The point is that the Tigers don’t have a punt-2016 option. They can buy hard, stand pat, or sell hard. Given that selling hard is out of the question, they can choose to ride out the season as they are, perhaps making a small move here or there, or they can go big. Trying to split the difference with a couple of solid but not great pieces probably doesn’t give them enough to win this year and hurts the farm system in a way that sets up later peril. If they are going to gut the system, they should gut it right.

I’m not totally sure I’ve convinced myself which option is better. In general I’m in favor of letting it ride with the roster you built over the winter, but the American League doesn’t have an obviously great team and this might be a good chance to win the pennant and go for broke, especially because the moves I’m proposing would put them in a really good position for next year as well.

For that reason, the Tigers should at least try to go down the road on Lucroy, Shoemaker, and (to a lesser extent) Dickerson. They will not come cheap, but the benefits are potentially quite significant and the owner wants to win before he dies. The reason this makes sense is because you’re pushing in all of your chips for two shots at the title rather than one. If you look at this as a chance to win in 2016 and build the 2017 roster, it’s easier to accept the lost talent in the system.

It’s bold and risky and the prospect huggers won’t want to abandon the potential. Plenty of people will make proclamations that Lucroy and Shoemaker aren’t as good as I suggest. Others will argue the Tigers couldn’t even manage to get both. I reject all three of those particular arguments.

You borrow from the future to go for it in the present. Lucroy and Shoemaker are really good players who would replace huge current holes. And despite a weak system, the Tigers have enough talent to get these deals done if they’re willing to part with everyone you love. Maybe there’s a better move if you’re thinking about maximizing 2017, but I don’t see another play that helps in 2016 and 2017.

Dave Dombrowski, despite a terrific run of success in Detroit, was fired because he didn’t quite get this team over the final hurdle. Mike Ilitch likely hasn’t grown more patient in the twelve months since that guillotine fell. If the Tigers want to go for it, this is how they should do it. If they aren’t comfortable with the risk, the current roster might still give them a fighting chance. Either option is defensible, and the Tigers have two weeks to chart their course.


4 responses

  1. They are three games out of the playoffs with horrific injury luck (Zimm, Norris, JD) and far less than expected from Cabrera. I would neither buy nor sell, but hope that fortune evens out. If Zimmerman is healthy, than a rotation featuring JV, Fullmer, and Zimmerman is nothing I would care to face in a short series.

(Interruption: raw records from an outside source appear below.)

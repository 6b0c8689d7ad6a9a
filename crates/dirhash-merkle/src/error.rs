//! Error types for merkle tree operations.

use thiserror::Error;

/// Errors raised by tree construction and digest parsing.
///
/// A proof target that matches no leaf is not an error; proof generation
/// reports it as `None`.
#[derive(Debug, Error, Clone, PartialEq, Eq)]
pub enum MerkleError {
    #[error("Invalid input: {0}")]
    InvalidInput(String),

    #[error("Malformed hex digest: {0}")]
    MalformedHex(String),

    #[error("Invalid hash length: expected {expected} bytes, got {got}")]
    InvalidHashLength { expected: usize, got: usize },
}

impl MerkleError {
    /// Whether the error came from caller-supplied digest text.
    pub fn is_malformed_input(&self) -> bool {
        matches!(
            self,
            MerkleError::MalformedHex(_) | MerkleError::InvalidHashLength { .. }
        )
    }
}

pub type MerkleResult<T> = std::result::Result<T, MerkleError>;
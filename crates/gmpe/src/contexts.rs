//! Site, rupture and distance contexts given to ground-motion models.
//!
//! Site and distance parameters are per-site vectors which all have the length
//! of the `vs30` vector, rupture parameters are scalars.
use crate::errors::{GmpeError, Result};
use crate::types::{DistanceSpec, RuptureParamSpec, SiteParamSpec};
use ndarray::Array1;
use std::borrow::Cow;
use std::fmt::Display;

#[cfg(feature = "serializable")]
use serde::{Deserialize, Serialize};

/// Convention used to compute the depth to the 1.0 km/s horizon
///
/// Some models expect `z1pt0` to be derived from vs30 with their own
/// relationship rather than the generic one.
#[derive(Clone, Copy, PartialEq, Eq, Hash, Debug, Default)]
#[cfg_attr(feature = "serializable", derive(Serialize, Deserialize))]
pub enum Z1pt0Flavor {
    /// The `z1pt0` vector as given
    #[default]
    Generic,
    /// Abrahamson et al. (2014) vs30 to z1pt0 relationship
    Ask14,
    /// Chiou and Youngs (2014) vs30 to z1pt0 relationship
    Cy14,
}

impl Z1pt0Flavor {
    /// The site parameter flag of this flavor
    pub fn spec(&self) -> SiteParamSpec {
        match self {
            Z1pt0Flavor::Generic => SiteParamSpec::Z1PT0,
            Z1pt0Flavor::Ask14 => SiteParamSpec::Z1PT0_ASK14,
            Z1pt0Flavor::Cy14 => SiteParamSpec::Z1PT0_CY14,
        }
    }
}

impl Display for Z1pt0Flavor {
    fn fmt(&self, f: &mut std::fmt::Formatter<'_>) -> std::fmt::Result {
        match self {
            Z1pt0Flavor::Generic => write!(f, "z1pt0"),
            Z1pt0Flavor::Ask14 => write!(f, "z1pt0_ask14"),
            Z1pt0Flavor::Cy14 => write!(f, "z1pt0_cy14"),
        }
    }
}

fn check_len(name: &str, values: Option<&Array1<f64>>, n: usize) -> Result<()> {
    match values {
        Some(v) if v.len() != n => Err(GmpeError::InvalidValueError(format!(
            "`{name}` should have {n} values, got {}",
            v.len()
        ))),
        _ => Ok(()),
    }
}

/// Site parameters of the sites where ground motion is predicted
#[derive(Clone, Debug, PartialEq)]
#[cfg_attr(feature = "serializable", derive(Serialize, Deserialize))]
pub struct SitesContext {
    vs30: Array1<f64>,
    vs30measured: Option<Array1<f64>>,
    z1pt0: Option<Array1<f64>>,
    z1pt0_ask14: Option<Array1<f64>>,
    z1pt0_cy14: Option<Array1<f64>>,
    z2pt5: Option<Array1<f64>>,
    backarc: Option<Array1<f64>>,
}

impl SitesContext {
    /// Sites defined by their vs30 (m/s)
    pub fn new(vs30: Array1<f64>) -> SitesContext {
        SitesContext {
            vs30,
            vs30measured: None,
            z1pt0: None,
            z1pt0_ask14: None,
            z1pt0_cy14: None,
            z2pt5: None,
            backarc: None,
        }
    }

    /// Sets vs30 measured flags (1. measured, 0. inferred)
    pub fn vs30measured(mut self, vs30measured: Array1<f64>) -> Self {
        self.vs30measured = Some(vs30measured);
        self
    }

    /// Sets the generic depth to the 1.0 km/s horizon (m)
    pub fn z1pt0(mut self, z1pt0: Array1<f64>) -> Self {
        self.z1pt0 = Some(z1pt0);
        self
    }

    /// Sets the depth to the 1.0 km/s horizon for the given flavor (m)
    pub fn z1pt0_flavor(mut self, flavor: Z1pt0Flavor, z1pt0: Array1<f64>) -> Self {
        match flavor {
            Z1pt0Flavor::Generic => self.z1pt0 = Some(z1pt0),
            Z1pt0Flavor::Ask14 => self.z1pt0_ask14 = Some(z1pt0),
            Z1pt0Flavor::Cy14 => self.z1pt0_cy14 = Some(z1pt0),
        }
        self
    }

    /// Sets the depth to the 2.5 km/s horizon (km)
    pub fn z2pt5(mut self, z2pt5: Array1<f64>) -> Self {
        self.z2pt5 = Some(z2pt5);
        self
    }

    /// Sets the backarc indicators (1. backarc, 0. forearc)
    pub fn backarc(mut self, backarc: Array1<f64>) -> Self {
        self.backarc = Some(backarc);
        self
    }

    /// Number of sites
    pub fn len(&self) -> usize {
        self.vs30.len()
    }

    /// Whether there is no site
    pub fn is_empty(&self) -> bool {
        self.vs30.is_empty()
    }

    /// Vs30 values
    pub fn get_vs30(&self) -> &Array1<f64> {
        &self.vs30
    }

    /// Vs30 measured flags if any
    pub fn get_vs30measured(&self) -> Option<&Array1<f64>> {
        self.vs30measured.as_ref()
    }

    /// Generic z1pt0 values if any
    pub fn get_z1pt0(&self) -> Option<&Array1<f64>> {
        self.z1pt0.as_ref()
    }

    /// Z1pt0 values of the given flavor if any
    pub fn get_z1pt0_flavor(&self, flavor: Z1pt0Flavor) -> Option<&Array1<f64>> {
        match flavor {
            Z1pt0Flavor::Generic => self.z1pt0.as_ref(),
            Z1pt0Flavor::Ask14 => self.z1pt0_ask14.as_ref(),
            Z1pt0Flavor::Cy14 => self.z1pt0_cy14.as_ref(),
        }
    }

    /// Z2pt5 values if any
    pub fn get_z2pt5(&self) -> Option<&Array1<f64>> {
        self.z2pt5.as_ref()
    }

    /// Backarc indicators if any
    pub fn get_backarc(&self) -> Option<&Array1<f64>> {
        self.backarc.as_ref()
    }

    /// Site parameters this context provides
    pub fn provides(&self) -> SiteParamSpec {
        let mut spec = SiteParamSpec::VS30;
        spec.set(SiteParamSpec::VS30MEASURED, self.vs30measured.is_some());
        spec.set(SiteParamSpec::Z1PT0, self.z1pt0.is_some());
        spec.set(SiteParamSpec::Z1PT0_ASK14, self.z1pt0_ask14.is_some());
        spec.set(SiteParamSpec::Z1PT0_CY14, self.z1pt0_cy14.is_some());
        spec.set(SiteParamSpec::Z2PT5, self.z2pt5.is_some());
        spec.set(SiteParamSpec::BACKARC, self.backarc.is_some());
        spec
    }

    /// Check every site vector has one value per site
    pub fn check(&self) -> Result<()> {
        let n = self.len();
        check_len("vs30measured", self.vs30measured.as_ref(), n)?;
        check_len("z1pt0", self.z1pt0.as_ref(), n)?;
        check_len("z1pt0_ask14", self.z1pt0_ask14.as_ref(), n)?;
        check_len("z1pt0_cy14", self.z1pt0_cy14.as_ref(), n)?;
        check_len("z2pt5", self.z2pt5.as_ref(), n)?;
        check_len("backarc", self.backarc.as_ref(), n)
    }

    /// Sites context where `z1pt0` is the one of the given `flavor`.
    ///
    /// The context is borrowed as is for [`Z1pt0Flavor::Generic`].
    ///
    /// # Errors
    ///
    /// [GmpeError::MissingParameter] if the context has no value for that flavor.
    pub fn with_z1pt0_flavor(&self, flavor: Z1pt0Flavor) -> Result<Cow<'_, SitesContext>> {
        if flavor == Z1pt0Flavor::Generic {
            return Ok(Cow::Borrowed(self));
        }
        let z1pt0 = self
            .get_z1pt0_flavor(flavor)
            .ok_or_else(|| GmpeError::MissingParameter(format!("{flavor} not in sites context")))?;
        let mut sites = self.clone();
        sites.z1pt0 = Some(z1pt0.to_owned());
        Ok(Cow::Owned(sites))
    }
}

/// Parameters of the rupture
#[derive(Clone, Debug, PartialEq)]
#[cfg_attr(feature = "serializable", derive(Serialize, Deserialize))]
pub struct RuptureContext {
    mag: f64,
    rake: Option<f64>,
    dip: Option<f64>,
    ztor: Option<f64>,
    width: Option<f64>,
    hypo_depth: Option<f64>,
}

impl RuptureContext {
    /// Rupture of moment magnitude `mag`
    pub fn new(mag: f64) -> RuptureContext {
        RuptureContext {
            mag,
            rake: None,
            dip: None,
            ztor: None,
            width: None,
            hypo_depth: None,
        }
    }

    /// Sets rake angle (degrees)
    pub fn rake(mut self, rake: f64) -> Self {
        self.rake = Some(rake);
        self
    }

    /// Sets dip angle (degrees)
    pub fn dip(mut self, dip: f64) -> Self {
        self.dip = Some(dip);
        self
    }

    /// Sets depth to top of rupture (km)
    pub fn ztor(mut self, ztor: f64) -> Self {
        self.ztor = Some(ztor);
        self
    }

    /// Sets down-dip width (km)
    pub fn width(mut self, width: f64) -> Self {
        self.width = Some(width);
        self
    }

    /// Sets hypocentral depth (km)
    pub fn hypo_depth(mut self, hypo_depth: f64) -> Self {
        self.hypo_depth = Some(hypo_depth);
        self
    }

    /// Moment magnitude
    pub fn get_mag(&self) -> f64 {
        self.mag
    }

    /// Rake angle if any
    pub fn get_rake(&self) -> Option<f64> {
        self.rake
    }

    /// Dip angle if any
    pub fn get_dip(&self) -> Option<f64> {
        self.dip
    }

    /// Depth to top of rupture if any
    pub fn get_ztor(&self) -> Option<f64> {
        self.ztor
    }

    /// Down-dip width if any
    pub fn get_width(&self) -> Option<f64> {
        self.width
    }

    /// Hypocentral depth if any
    pub fn get_hypo_depth(&self) -> Option<f64> {
        self.hypo_depth
    }

    /// Rupture parameters this context provides
    pub fn provides(&self) -> RuptureParamSpec {
        let mut spec = RuptureParamSpec::MAG;
        spec.set(RuptureParamSpec::RAKE, self.rake.is_some());
        spec.set(RuptureParamSpec::DIP, self.dip.is_some());
        spec.set(RuptureParamSpec::ZTOR, self.ztor.is_some());
        spec.set(RuptureParamSpec::WIDTH, self.width.is_some());
        spec.set(RuptureParamSpec::HYPO_DEPTH, self.hypo_depth.is_some());
        spec
    }
}

/// Distances from the rupture to each site (km)
#[derive(Clone, Debug, PartialEq, Default)]
#[cfg_attr(feature = "serializable", derive(Serialize, Deserialize))]
pub struct DistancesContext {
    rrup: Option<Array1<f64>>,
    rjb: Option<Array1<f64>>,
    rx: Option<Array1<f64>>,
    ry0: Option<Array1<f64>>,
    rhypo: Option<Array1<f64>>,
    repi: Option<Array1<f64>>,
}

macro_rules! distance_accessors {
    ($($name:ident => $getter:ident, $doc:literal);* $(;)?) => {
        $(
            #[doc = concat!("Sets ", $doc)]
            pub fn $name(mut self, $name: Array1<f64>) -> Self {
                self.$name = Some($name);
                self
            }

            #[doc = concat!($doc, " if any")]
            pub fn $getter(&self) -> Option<&Array1<f64>> {
                self.$name.as_ref()
            }
        )*
    };
}

impl DistancesContext {
    /// Context without any distance
    pub fn new() -> DistancesContext {
        DistancesContext::default()
    }

    distance_accessors! {
        rrup => get_rrup, "rupture distances";
        rjb => get_rjb, "Joyner-Boore distances";
        rx => get_rx, "strike-normal distances to the top edge";
        ry0 => get_ry0, "strike-parallel distances off the rupture end";
        rhypo => get_rhypo, "hypocentral distances";
        repi => get_repi, "epicentral distances";
    }

    /// Distance measures this context provides
    pub fn provides(&self) -> DistanceSpec {
        let mut spec = DistanceSpec::empty();
        spec.set(DistanceSpec::RRUP, self.rrup.is_some());
        spec.set(DistanceSpec::RJB, self.rjb.is_some());
        spec.set(DistanceSpec::RX, self.rx.is_some());
        spec.set(DistanceSpec::RY0, self.ry0.is_some());
        spec.set(DistanceSpec::RHYPO, self.rhypo.is_some());
        spec.set(DistanceSpec::REPI, self.repi.is_some());
        spec
    }

    /// Check every distance vector has `n_sites` values
    pub fn check(&self, n_sites: usize) -> Result<()> {
        check_len("rrup", self.rrup.as_ref(), n_sites)?;
        check_len("rjb", self.rjb.as_ref(), n_sites)?;
        check_len("rx", self.rx.as_ref(), n_sites)?;
        check_len("ry0", self.ry0.as_ref(), n_sites)?;
        check_len("rhypo", self.rhypo.as_ref(), n_sites)?;
        check_len("repi", self.repi.as_ref(), n_sites)
    }
}

#[cfg(test)]
mod tests {
    use super::*;
    use approx::assert_abs_diff_eq;
    use ndarray::array;

    #[test]
    fn test_sites_provides() {
        let sites = SitesContext::new(array![760., 400.]).z1pt0(array![40., 300.]);
        assert_eq!(sites.len(), 2);
        assert_eq!(
            sites.provides(),
            SiteParamSpec::VS30 | SiteParamSpec::Z1PT0
        );
        // flavored depths are not the generic z1pt0
        let sites = SitesContext::new(array![760.]).z1pt0_flavor(Z1pt0Flavor::Cy14, array![40.]);
        assert_eq!(
            sites.provides(),
            SiteParamSpec::VS30 | SiteParamSpec::Z1PT0_CY14
        );
        assert!(!sites.provides().contains(Z1pt0Flavor::Generic.spec()));
    }

    #[test]
    fn test_sites_check() {
        let sites = SitesContext::new(array![760., 400.]).z2pt5(array![1.]);
        assert!(matches!(
            sites.check(),
            Err(GmpeError::InvalidValueError(_))
        ));
        let sites = SitesContext::new(array![760., 400.]).z2pt5(array![1., 2.]);
        assert!(sites.check().is_ok());
    }

    #[test]
    fn test_z1pt0_flavor() {
        let sites = SitesContext::new(array![760., 300.])
            .z1pt0(array![1., 2.])
            .z1pt0_flavor(Z1pt0Flavor::Ask14, array![10., 20.]);

        let generic = sites.with_z1pt0_flavor(Z1pt0Flavor::Generic).unwrap();
        assert!(matches!(generic, Cow::Borrowed(_)));

        let ask14 = sites.with_z1pt0_flavor(Z1pt0Flavor::Ask14).unwrap();
        assert_abs_diff_eq!(*ask14.get_z1pt0().unwrap(), array![10., 20.]);
        assert!(ask14.provides().contains(Z1pt0Flavor::Ask14.spec()));
        assert_abs_diff_eq!(*ask14.get_vs30(), array![760., 300.]);

        assert!(matches!(
            sites.with_z1pt0_flavor(Z1pt0Flavor::Cy14),
            Err(GmpeError::MissingParameter(_))
        ));
    }

    #[test]
    fn test_rupture_provides() {
        let rup = RuptureContext::new(6.5).rake(90.).ztor(2.);
        assert_eq!(
            rup.provides(),
            RuptureParamSpec::MAG | RuptureParamSpec::RAKE | RuptureParamSpec::ZTOR
        );
        assert_eq!(rup.get_mag(), 6.5);
        assert_eq!(rup.get_dip(), None);
    }

    #[test]
    fn test_distances() {
        let dists = DistancesContext::new()
            .rjb(array![10., 20.])
            .rrup(array![12., 21.]);
        assert_eq!(dists.provides(), DistanceSpec::RJB | DistanceSpec::RRUP);
        assert!(dists.check(2).is_ok());
        assert!(dists.check(3).is_err());
        assert!(dists.get_rx().is_none());
    }
}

    1. Steve Pershing | Reply

      This is where I would be at. See if you can get healthy, see if you can get some guys (Upton and Miggy) going, see if you can make a push. If you can’t make the post season then at least give the fans a winning season (after the disaster that was last year) and a second place finish. Then bring the same roster back, maybe minus Lowe and a couple other non-hackers, and see if they can do better after working together for a year.

      I wouldn’t mortgage the future on a long shot and I wouldn’t break it up and finish in last place again.

      But, I’m not the owner or the GM.

  2. I think everyone’s analyses are spot on. It seems though that acquiring Shoemaker would be, simply by itself, a good thing. Boston’s and Baltimore’s line-ups require all the top-tier pitching one can muster.